● Your task
When the word "DocumentType" appears in a line of the data below, list that line.

● Data for analysis

//! Cross-crate properties of the pipeline stages.

use std::sync::Arc;

use proptest::prelude::*;

use pdoc_analysis::{BusinessProfileAnalyzer, CulturalAdaptationEngine};
use pdoc_compliance::ComplianceValidator;
use pdoc_core::{
    BusinessProfile, BusinessSize, CommunicationStyle, DataVolume, DocumentType, Language,
    Region, Score,
};
use pdoc_orchestrator::{DocumentPipeline, PipelineJob};
use pdoc_rules::RuleTables;
use pdoc_synthesis::{ContentSynthesizer, GenerationOptions, TemplateCatalog};

fn tables() -> Arc<RuleTables> {
    Arc::new(RuleTables::builtin())
}

fn language() -> impl Strategy<Value = Language> {
    prop_oneof![Just(Language::Vietnamese), Just(Language::English)]
}

fn profile() -> impl Strategy<Value = BusinessProfile> {
    (
        prop::sample::select(vec![
            "technology",
            "finance",
            "banking",
            "healthcare",
            "education",
            "retail",
            "manufacturing",
            "agriculture",
        ]),
        prop::sample::select(BusinessSize::all().to_vec()),
        prop::sample::select(Region::all().to_vec()),
        prop::sample::select(DataVolume::all().to_vec()),
        prop::sample::select(CommunicationStyle::all().to_vec()),
        0u32..5000,
    )
        .prop_map(|(industry, size, region, volume, style, employees)| {
            BusinessProfile::new("Công ty TNHH Minh Anh", industry)
                .with_size(size)
                .with_region(region)
                .with_volume(volume)
                .with_style(style)
                .with_employee_count(employees)
        })
}

fn document_type() -> impl Strategy<Value = DocumentType> {
    prop::sample::select(DocumentType::all().to_vec())
}

proptest! {
    #![proptest_config(ProptestConfig::with_cases(64))]

    #[test]
    fn analysis_scores_stay_in_unit_interval(p in profile(), dt in document_type()) {
        let a = BusinessProfileAnalyzer::new(tables()).analyze(&p, dt);
        prop_assert!(a.personalization_score >= Score::ZERO && a.personalization_score <= Score::ONE);
        prop_assert!(a.confidence >= Score::ZERO && a.confidence <= Score::ONE);
        prop_assert_eq!(a.document_type, dt);
    }

    #[test]
    fn generated_document_type_matches_template(
        p in profile(),
        dt in document_type(),
        lang in language(),
    ) {
        let pipeline = DocumentPipeline::new(tables());
        let template = pipeline.catalog().resolve(dt, &p.industry_type);
        let job = PipelineJob {
            request_id: pdoc_core::RequestId::new(),
            document_type: dt,
            profile: p,
            language: lang,
            options: GenerationOptions::default(),
            output_format: Default::default(),
        };
        if let Ok(doc) = pipeline.run(&job, &mut |_| {}) {
            prop_assert_eq!(doc.document_type, template.document_type);
            prop_assert_eq!(doc.content.metadata.template_id, template.id);
        } else {
            prop_assert!(template.sections.is_empty());
        }
    }

    #[test]
    fn synthesis_is_referentially_transparent(
        p in profile(),
        dt in document_type(),
        lang in language(),
    ) {
        let template = TemplateCatalog::new(tables()).resolve(dt, &p.industry_type);
        let synthesizer = ContentSynthesizer::new();
        let options = GenerationOptions::default();
        let first = synthesizer.synthesize(&template, &p, lang, None, &options);
        let second = synthesizer.synthesize(&template, &p, lang, None, &options);
        prop_assert_eq!(&first.sections, &second.sections);
        prop_assert_eq!(first.digest().unwrap(), second.digest().unwrap());
    }

    #[test]
    fn validation_of_synthesized_content_is_deterministic(
        p in profile(),
        dt in document_type(),
        lang in language(),
    ) {
        let tables = tables();
        let template = TemplateCatalog::new(tables.clone()).resolve(dt, &p.industry_type);
        let content = ContentSynthesizer::new()
            .synthesize(&template, &p, lang, None, &GenerationOptions::default());
        let validator = ComplianceValidator::new(tables);
        let a = validator.validate(&content, dt);
        let b = validator.validate(&content, dt);
        prop_assert_eq!(a.aggregate_score, b.aggregate_score);
        prop_assert_eq!(a.overall_status, b.overall_status);
    }
}

#[test]
fn unmapped_cultural_pairs_share_the_fallback_record() {
    let tables = tables();
    let engine = CulturalAdaptationEngine::new(tables.clone());
    for lang in [Language::Vietnamese, Language::English] {
        let mut fallbacks = Vec::new();
        for region in Region::all() {
            for style in CommunicationStyle::all() {
                if tables.cultural_record(*region, *style).is_default {
                    let profile = BusinessProfile::new("ABC Co", "technology")
                        .with_region(*region)
                        .with_style(*style);
                    fallbacks.push(engine.adapt(&profile, lang));
                }
            }
        }
        assert_eq!(fallbacks.len(), 4);
        assert!(fallbacks.windows(2).all(|w| w[0] == w[1]));
    }
}
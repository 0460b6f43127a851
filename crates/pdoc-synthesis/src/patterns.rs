//! # Section Text Patterns
//!
//! One bilingual pattern per section id. Bodies may contain the business
//! tokens `{company}`, `{industry}`, `{region}` and `{employees}`; nothing
//! else in braces. Legal references are the citation strings of the
//! built-in rule tables.

use pdoc_core::{Language, SectionType};

const PDPL: &str = "Luật Bảo vệ dữ liệu cá nhân 2025";
const D3: &str = "Nghị định 13/2023/NĐ-CP, Điều 3";
const D9: &str = "Nghị định 13/2023/NĐ-CP, Điều 9";
const D11: &str = "Nghị định 13/2023/NĐ-CP, Điều 11";
const D13: &str = "Nghị định 13/2023/NĐ-CP, Điều 13";
const D16: &str = "Nghị định 13/2023/NĐ-CP, Điều 16";
const D23: &str = "Nghị định 13/2023/NĐ-CP, Điều 23";
const D24: &str = "Nghị định 13/2023/NĐ-CP, Điều 24";
const D25: &str = "Nghị định 13/2023/NĐ-CP, Điều 25";
const D26: &str = "Nghị định 13/2023/NĐ-CP, Điều 26";
const D28: &str = "Nghị định 13/2023/NĐ-CP, Điều 28";

/// Static text in both languages.
#[derive(Debug, Clone, Copy, PartialEq, Eq)]
pub struct PatternText {
    /// Vietnamese.
    pub vi: &'static str,
    /// English.
    pub en: &'static str,
}

impl PatternText {
    /// Select the text for `language`.
    pub fn get(&self, language: Language) -> &'static str {
        match language {
            Language::Vietnamese => self.vi,
            Language::English => self.en,
        }
    }
}

const fn t(vi: &'static str, en: &'static str) -> PatternText {
    PatternText { vi, en }
}

/// The text pattern of one section.
#[derive(Debug, Clone, Copy, PartialEq, Eq)]
pub struct SectionPattern {
    /// Section id.
    pub id: &'static str,
    /// Structural role.
    pub section_type: SectionType,
    /// Heading.
    pub title: PatternText,
    /// Body with business tokens.
    pub body: PatternText,
    /// Cultural note for the reviewer.
    pub note: PatternText,
    /// Legal citations, most specific first.
    pub references: &'static [&'static str],
}

/// Look up the pattern for `section_id`.
pub fn pattern(section_id: &str) -> Option<&'static SectionPattern> {
    PATTERNS.iter().find(|p| p.id == section_id)
}

/// Every defined pattern.
pub fn all_patterns() -> &'static [SectionPattern] {
    PATTERNS
}
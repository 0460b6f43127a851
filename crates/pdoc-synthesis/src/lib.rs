//! # pdoc-synthesis — Templates and Content Synthesis
//!
//! - [`TemplateCatalog`] resolves a document type and an industry to an
//!   ordered [`Template`]. It never fails: without an industry-specific
//!   variant it builds a generic skeleton from the rule tables.
//! - [`ContentSynthesizer`] composes the sections of a template from the
//!   bilingual [`patterns`], substituting business tokens. It is pure with
//!   respect to section text; only the metadata timestamps read the clock.
//! - [`GenerationOptions`] is the closed set of caller options.

pub mod catalog;
pub mod options;
pub mod patterns;
pub mod synthesizer;

pub use catalog::{Template, TemplateCatalog};
pub use options::{CulturalOverrides, GenerationOptions, LegalComplexity};
pub use synthesizer::ContentSynthesizer;
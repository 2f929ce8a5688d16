//! Exception Handling
//!
//! Watch listeners, deferred tasks, `apply` mutators and event listeners are
//! user code. A failure in one of them must not abort propagation for the
//! rest of the tree, so every call site catches the error at the smallest
//! granularity and hands it to the tree's `ExceptionHandler` together with a
//! short context string.

use std::fmt;
use std::sync::Arc;

/// Error type produced by user callbacks.
pub type CallbackError = Box<dyn std::error::Error + Send + Sync + 'static>;

/// Return types accepted from user callbacks.
///
/// Callbacks may return `()` or `Result<(), E>` for any error convertible to
/// a [`CallbackError`].
pub trait CallbackOutput {
    fn into_result(self) -> Result<(), CallbackError>;
}

impl CallbackOutput for () {
    fn into_result(self) -> Result<(), CallbackError> {
        Ok(())
    }
}

impl<E> CallbackOutput for Result<(), E>
where
    E: Into<CallbackError>,
{
    fn into_result(self) -> Result<(), CallbackError> {
        self.map_err(Into::into)
    }
}

type HandlerFn = dyn Fn(&CallbackError, &str) + Send + Sync;

/// Sink for errors raised by user callbacks.
///
/// Registered in the injector as `$exceptionHandler`; decorate that name to
/// replace or wrap it.
#[derive(Clone)]
pub struct ExceptionHandler {
    inner: Arc<HandlerFn>,
}

impl ExceptionHandler {
    pub fn new<F>(handler: F) -> Self
    where
        F: Fn(&CallbackError, &str) + Send + Sync + 'static,
    {
        Self {
            inner: Arc::new(handler),
        }
    }

    /// The default handler: log at error level and carry on.
    pub fn logging() -> Self {
        Self::new(|error, context| {
            tracing::error!(%error, context, "uncaught error in scope callback");
        })
    }

    pub fn handle(&self, error: &CallbackError, context: &str) {
        (self.inner)(error, context);
    }
}

impl Default for ExceptionHandler {
    fn default() -> Self {
        Self::logging()
    }
}

impl fmt::Debug for ExceptionHandler {
    fn fmt(&self, f: &mut fmt::Formatter<'_>) -> fmt::Result {
        f.debug_struct("ExceptionHandler").finish_non_exhaustive()
    }
}
//! Digest Engine
//!
//! The digest is a dirty-checking fixed-point computation over a scope
//! subtree. It is single-threaded and runs to completion once started.
//!
//! # How It Works
//!
//! 1. Drain the deferred queue in FIFO order. Tasks may defer more tasks;
//!    those run in the same drain.
//!
//! 2. Walk the subtree in pre-order (scope, then children left to right).
//!    For every live watch on every live scope, re-run the accessor and
//!    compare against the last value. On a change, record the new value and
//!    call the listener right away.
//!
//! 3. If the round saw a change, or left deferred tasks behind, run another
//!    round. Stop when a round is clean. If `digest_ttl` rounds have run and
//!    the last one was still dirty, fail with `UnstableWatchers`.
//!
//! 4. Leave the digest phase, then run `post_digest` tasks.
//!
//! Listener and task failures are routed to the exception handler one at a
//! time, and the walk continues. Nothing from completed rounds is rolled
//! back when the digest fails.
//!
//! # Structural changes during a round
//!
//! Listeners may create or destroy scopes mid-round. Each scope's watch list
//! and child list are snapshotted when the walk reaches it, and every entry
//! is re-checked for liveness before use, so a destroyed subtree is never
//! entered and its watches never fire again.
//!
//! # Entry points
//!
//! - `digest` processes this scope's subtree and never looks at ancestors.
//! - `apply` runs a mutator and then digests from the root. Inside an active
//!   phase it only runs the mutator; the running digest sees the change.
//! - `defer` queues a task for the next digest, scheduling one if the tree
//!   is idle.
//! - `apply_async` queues a mutator; all mutators queued before the flush
//!   runs are applied together, followed by a single digest.
//! - `post_digest` queues a task for after the next digest settles.

use std::collections::{HashSet, VecDeque};
use std::sync::Arc;

use super::error::{ScopeError, ScopeResult, WatchChange};
use super::exception::{CallbackError, CallbackOutput};
use super::node::ScopeId;
use super::phase::Phase;
use super::tree::{Scope, Tree};

type Task = Box<dyn FnOnce(&Scope) -> Result<(), CallbackError> + Send + 'static>;

/// A task bound to the scope it was queued on.
pub(crate) struct ScopedTask {
    scope: ScopeId,
    task: Task,
}

impl ScopedTask {
    fn new<F, O>(scope: ScopeId, task: F) -> Self
    where
        F: FnOnce(&Scope) -> O + Send + 'static,
        O: CallbackOutput,
    {
        Self {
            scope,
            task: Box::new(move |scope: &Scope| task(scope).into_result()),
        }
    }

    /// Run against the owning scope unless it has been destroyed.
    fn run(self, any: &Scope, context: &str) {
        let target = any.sibling_handle(self.scope);
        if target.is_destroyed() {
            tracing::trace!(scope = %self.scope, context, "task for destroyed scope skipped");
            return;
        }
        if let Err(error) = (self.task)(&target) {
            target.tree().report(&error, context);
        }
    }
}

/// Pending work for one tree.
#[derive(Default)]
pub(crate) struct Queues {
    deferred: VecDeque<ScopedTask>,
    apply_async: VecDeque<ScopedTask>,
    post_digest: VecDeque<ScopedTask>,
    flush_scheduled: bool,
    apply_async_scheduled: bool,
}

impl Queues {
    /// Remove every task bound to one of `scopes`.
    pub(crate) fn discard(&mut self, scopes: &HashSet<ScopeId>) -> Vec<ScopedTask> {
        let mut discarded = Vec::new();
        for queue in [
            &mut self.deferred,
            &mut self.apply_async,
            &mut self.post_digest,
        ] {
            let (gone, kept): (VecDeque<_>, VecDeque<_>) =
                queue.drain(..).partition(|t| scopes.contains(&t.scope));
            *queue = kept;
            discarded.extend(gone);
        }
        discarded
    }

    pub(crate) fn deferred_len(&self) -> usize {
        self.deferred.len()
    }
}

impl Tree {
    /// Schedule a digest of the root to drain the deferred queue.
    fn schedule_flush(self: &Arc<Self>) {
        let tree = Arc::downgrade(self);
        self.scheduler.schedule(Box::new(move || {
            if let Some(tree) = tree.upgrade() {
                Tree::run_scheduled_flush(&tree);
            }
        }));
    }

    fn run_scheduled_flush(tree: &Arc<Tree>) {
        let pending = {
            let mut queues = tree.queues.lock();
            queues.flush_scheduled = false;
            !queues.deferred.is_empty()
        };
        // An owning phase on this thread drains the queue before it settles.
        // A phase owned by another thread makes `digest` wait its turn.
        if !pending || tree.phase.held_here().is_some() {
            return;
        }

        let root = Scope::from_parts(tree.clone(), tree.root);
        if root.is_destroyed() {
            return;
        }
        tracing::trace!("running scheduled digest");
        if let Err(error) = root.digest() {
            tree.report(&CallbackError::from(error), "scheduled digest");
        }
    }

    fn schedule_apply_async(self: &Arc<Self>) {
        let tree = Arc::downgrade(self);
        self.scheduler.schedule(Box::new(move || {
            if let Some(tree) = tree.upgrade() {
                Tree::run_scheduled_apply(&tree);
            }
        }));
    }

    fn run_scheduled_apply(tree: &Arc<Tree>) {
        if tree.queues.lock().apply_async.is_empty() {
            return;
        }

        let root = Scope::from_parts(tree.clone(), tree.root);
        if root.is_destroyed() {
            return;
        }
        tracing::trace!("running scheduled apply");
        if let Err(error) = root.apply(|root| root.flush_apply_async()) {
            tree.report(&CallbackError::from(error), "scheduled apply");
        }
    }
}

impl Scope {
    /// Run a digest pass over this scope and its descendants.
    ///
    /// Fails with `DigestInProgress` if the calling thread is already inside
    /// a phase, and with `UnstableWatchers` if the watches do not settle
    /// within the configured TTL. A phase owned by another thread is waited
    /// out first.
    ///
    /// After `UnstableWatchers`, post-digest tasks and any deferred tasks
    /// the last round queued are kept. They run with the next digest, which
    /// is not scheduled automatically.
    pub fn digest(&self) -> ScopeResult<()> {
        self.ensure_alive()?;

        {
            let _phase = self.tree().phase.begin(Phase::Digest)?;
            if self.is_root() {
                self.flush_apply_async();
            }
            self.run_rounds()?;
        }

        self.run_post_digest();
        Ok(())
    }

    fn run_rounds(&self) -> ScopeResult<()> {
        let ttl = self.tree().config.digest_ttl;
        let mut rounds = 0;

        loop {
            self.drain_deferred();

            rounds += 1;
            let changes = self.run_round();
            let pending = self.tree().queues.lock().deferred_len();

            tracing::trace!(scope = %self.id(), round = rounds, changes = changes.len(), pending, "digest round");

            if changes.is_empty() && pending == 0 {
                tracing::debug!(scope = %self.id(), rounds, "digest settled");
                return Ok(());
            }

            if rounds >= ttl {
                tracing::warn!(scope = %self.id(), ttl, changes = changes.len(), "digest did not settle");
                return Err(ScopeError::UnstableWatchers { ttl, changes });
            }
        }
    }

    /// One pre-order walk over the subtree. Returns the changes it saw.
    fn run_round(&self) -> Vec<WatchChange> {
        let tree = self.tree();
        let mut changes = Vec::new();
        let mut stack = vec![self.id()];

        while let Some(id) = stack.pop() {
            let Some(watches) = tree.with_node(id, |node| node.watches.clone()) else {
                continue;
            };
            let scope = self.sibling_handle(id);

            for watch in watches {
                if !watch.is_active() {
                    continue;
                }
                if scope.is_destroyed() {
                    break;
                }

                let Some((new_value, old_value)) = watch.check(&scope) else {
                    continue;
                };

                if watch.is_once() {
                    tree.remove_watch(id, watch.id());
                }

                if let Err(error) = watch.notify(&new_value, &old_value, &scope) {
                    tree.report(&error, "watch listener");
                }

                changes.push(WatchChange {
                    scope: id,
                    watch: watch.id(),
                    new_value,
                    old_value,
                });
            }

            let children = tree.with_node(id, |node| node.children.clone()).unwrap_or_default();
            stack.extend(children.into_iter().rev());
        }

        changes
    }

    fn drain_deferred(&self) {
        loop {
            let next = self.tree().queues.lock().deferred.pop_front();
            match next {
                Some(task) => task.run(self, "deferred task"),
                None => break,
            }
        }
    }

    fn run_post_digest(&self) {
        loop {
            let next = self.tree().queues.lock().post_digest.pop_front();
            match next {
                Some(task) => task.run(self, "post-digest task"),
                None => break,
            }
        }
    }

    /// Apply every queued `apply_async` mutator.
    fn flush_apply_async(&self) {
        let tasks = {
            let mut queues = self.tree().queues.lock();
            queues.apply_async_scheduled = false;
            std::mem::take(&mut queues.apply_async)
        };
        if !tasks.is_empty() {
            tracing::trace!(count = tasks.len(), "flushing apply_async queue");
        }
        for task in tasks {
            task.run(self, "apply_async mutator");
        }
    }

    /// Run `mutator` and then digest the whole tree.
    ///
    /// A failing mutator is reported to the exception handler and the
    /// digest still runs. Called while the tree is already applying or
    /// digesting on this thread, the mutator runs inline and no new digest
    /// starts. Called from another thread, it waits until the tree is idle.
    pub fn apply<F, O>(&self, mutator: F) -> ScopeResult<()>
    where
        F: FnOnce(&Scope) -> O,
        O: CallbackOutput,
    {
        self.ensure_alive()?;

        if let Some(phase) = self.tree().phase.held_here() {
            tracing::trace!(scope = %self.id(), %phase, "nested apply runs inline");
            if let Err(error) = mutator(self).into_result() {
                self.tree().report(&error, "apply mutator");
            }
            return Ok(());
        }

        {
            let _phase = self.tree().phase.begin(Phase::Apply)?;
            if let Err(error) = mutator(self).into_result() {
                self.tree().report(&error, "apply mutator");
            }
        }

        self.root().digest()
    }

    /// Queue `task` to run before the next digest round.
    ///
    /// Unless this thread is already inside a phase or a flush is pending, a
    /// digest of the root is scheduled on the tree's scheduler. Tasks queued on a scope that is
    /// destroyed before they run are dropped.
    pub fn defer<F, O>(&self, task: F)
    where
        F: FnOnce(&Scope) -> O + Send + 'static,
        O: CallbackOutput,
    {
        if self.is_destroyed() {
            tracing::trace!(scope = %self.id(), "defer on destroyed scope ignored");
            return;
        }

        let idle = self.tree().phase.held_here().is_none();
        let schedule = {
            let mut queues = self.tree().queues.lock();
            queues.deferred.push_back(ScopedTask::new(self.id(), task));
            let schedule = idle && !queues.flush_scheduled;
            if schedule {
                queues.flush_scheduled = true;
            }
            schedule
        };

        if schedule {
            tracing::trace!(scope = %self.id(), "digest scheduled");
            self.tree().schedule_flush();
        }
    }

    /// Queue `mutator` to be applied on the next scheduled flush.
    ///
    /// All mutators queued before the flush runs share one `apply` and one
    /// digest. A digest of the root started in the meantime applies them
    /// first instead.
    pub fn apply_async<F, O>(&self, mutator: F)
    where
        F: FnOnce(&Scope) -> O + Send + 'static,
        O: CallbackOutput,
    {
        if self.is_destroyed() {
            tracing::trace!(scope = %self.id(), "apply_async on destroyed scope ignored");
            return;
        }

        let schedule = {
            let mut queues = self.tree().queues.lock();
            queues.apply_async.push_back(ScopedTask::new(self.id(), mutator));
            !std::mem::replace(&mut queues.apply_async_scheduled, true)
        };

        if schedule {
            self.tree().schedule_apply_async();
        }
    }

    /// Queue `task` to run once after the next digest settles.
    ///
    /// Does not schedule a digest by itself.
    pub fn post_digest<F, O>(&self, task: F)
    where
        F: FnOnce(&Scope) -> O + Send + 'static,
        O: CallbackOutput,
    {
        if self.is_destroyed() {
            return;
        }
        self.tree()
            .queues
            .lock()
            .post_digest
            .push_back(ScopedTask::new(self.id(), task));
    }
}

● Written answer
    BusinessProfile, BusinessSize, CommunicationStyle, DataVolume, DocumentType, Language,
fn document_type() -> impl Strategy<Value = DocumentType> {
    prop::sample::select(DocumentType::all().to_vec())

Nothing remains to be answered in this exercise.